▸ Exercise aim
Exact copies of all the records are to be printed.

▸ Data records
^^^^
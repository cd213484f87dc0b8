//! Audit sink backends.
//!
//! This module provides the [`AuditSink`] trait and default implementations.

use std::sync::Arc;

use crate::events::{AuditEvent, Severity};

/// Destination for session audit events.
///
/// Implementations must not block: the transport calls `log` inline on its
/// event loop and ignores the outcome.
pub trait AuditSink: Send + Sync {
    /// Logs an audit event.
    fn log(&self, event: &AuditEvent);
}

/// Audit sink that uses the `tracing` infrastructure.
///
/// Events are logged at tracing levels based on severity:
/// - Info, Low → `tracing::info!`
/// - Medium → `tracing::warn!`
/// - High → `tracing::error!`
#[derive(Debug, Clone, Copy, Default)]
pub struct TracingAuditSink;

impl TracingAuditSink {
    /// Creates a new tracing-based audit sink.
    #[must_use]
    pub const fn new() -> Self {
        Self
    }
}

impl AuditSink for TracingAuditSink {
    fn log(&self, event: &AuditEvent) {
        let event_id = event.event_id();
        let event_type = event.event_type();
        let severity = event.severity();
        let client_id = event.client_id().unwrap_or("-");

        let json = event.to_json().unwrap_or_else(|_| "{}".to_string());

        match severity {
            Severity::Info | Severity::Low => {
                tracing::info!(
                    target: "switchboard_audit",
                    %event_id,
                    %severity,
                    client_id,
                    event_json = %json,
                    "[AUDIT] {event_type}"
                );
            }
            Severity::Medium => {
                tracing::warn!(
                    target: "switchboard_audit",
                    %event_id,
                    %severity,
                    client_id,
                    event_json = %json,
                    "[AUDIT] {event_type}"
                );
            }
            Severity::High => {
                tracing::error!(
                    target: "switchboard_audit",
                    %event_id,
                    %severity,
                    client_id,
                    event_json = %json,
                    "[AUDIT] {event_type}"
                );
            }
        }
    }
}

/// A no-op audit sink for tests or disabled auditing.
#[derive(Debug, Clone, Copy, Default)]
pub struct NoopAuditSink;

impl NoopAuditSink {
    /// Creates a new no-op audit sink.
    #[must_use]
    pub const fn new() -> Self {
        Self
    }
}

impl AuditSink for NoopAuditSink {
    fn log(&self, _event: &AuditEvent) {}
}

impl<T: AuditSink + ?Sized> AuditSink for Arc<T> {
    fn log(&self, event: &AuditEvent) {
        (**self).log(event);
    }
}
^^^^
▸ The completed task
repository cd213484f87dc0b8
//! Audit sink backends.
//!
//! This module provides the [`AuditSink`] trait and default implementations.

use std::sync::Arc;

use crate::events::{AuditEvent, Severity};

/// Destination for session audit events.
///
/// Implementations must not block: the transport calls `log` inline on its
/// event loop and ignores the outcome.
pub trait AuditSink: Send + Sync {
    /// Logs an audit event.
    fn log(&self, event: &AuditEvent);
}

/// Audit sink that uses the `tracing` infrastructure.
///
/// Events are logged at tracing levels based on severity:
/// - Info, Low → `tracing::info!`
/// - Medium → `tracing::warn!`
/// - High → `tracing::error!`
#[derive(Debug, Clone, Copy, Default)]
pub struct TracingAuditSink;

impl TracingAuditSink {
    /// Creates a new tracing-based audit sink.
    #[must_use]
    pub const fn new() -> Self {
        Self
    }
}

impl AuditSink for TracingAuditSink {
    fn log(&self, event: &AuditEvent) {
        let event_id = event.event_id();
        let event_type = event.event_type();
        let severity = event.severity();
        let client_id = event.client_id().unwrap_or("-");

        let json = event.to_json().unwrap_or_else(|_| "{}".to_string());

        match severity {
            Severity::Info | Severity::Low => {
                tracing::info!(
                    target: "switchboard_audit",
                    %event_id,
                    %severity,
                    client_id,
                    event_json = %json,
                    "[AUDIT] {event_type}"
                );
            }
            Severity::Medium => {
                tracing::warn!(
                    target: "switchboard_audit",
                    %event_id,
                    %severity,
                    client_id,
                    event_json = %json,
                    "[AUDIT] {event_type}"
                );
            }
            Severity::High => {
                tracing::error!(
                    target: "switchboard_audit",
                    %event_id,
                    %severity,
                    client_id,
                    event_json = %json,
                    "[AUDIT] {event_type}"
                );
            }
        }
    }
}

/// A no-op audit sink for tests or disabled auditing.
#[derive(Debug, Clone, Copy, Default)]
pub struct NoopAuditSink;

impl NoopAuditSink {
    /// Creates a new no-op audit sink.
    #[must_use]
    pub const fn new() -> Self {
        Self
    }
}

impl AuditSink for NoopAuditSink {
    fn log(&self, _event: &AuditEvent) {}
}

impl<T: AuditSink + ?Sized> AuditSink for Arc<T> {
    fn log(&self, event: &AuditEvent) {
        (**self).log(event);
    }
}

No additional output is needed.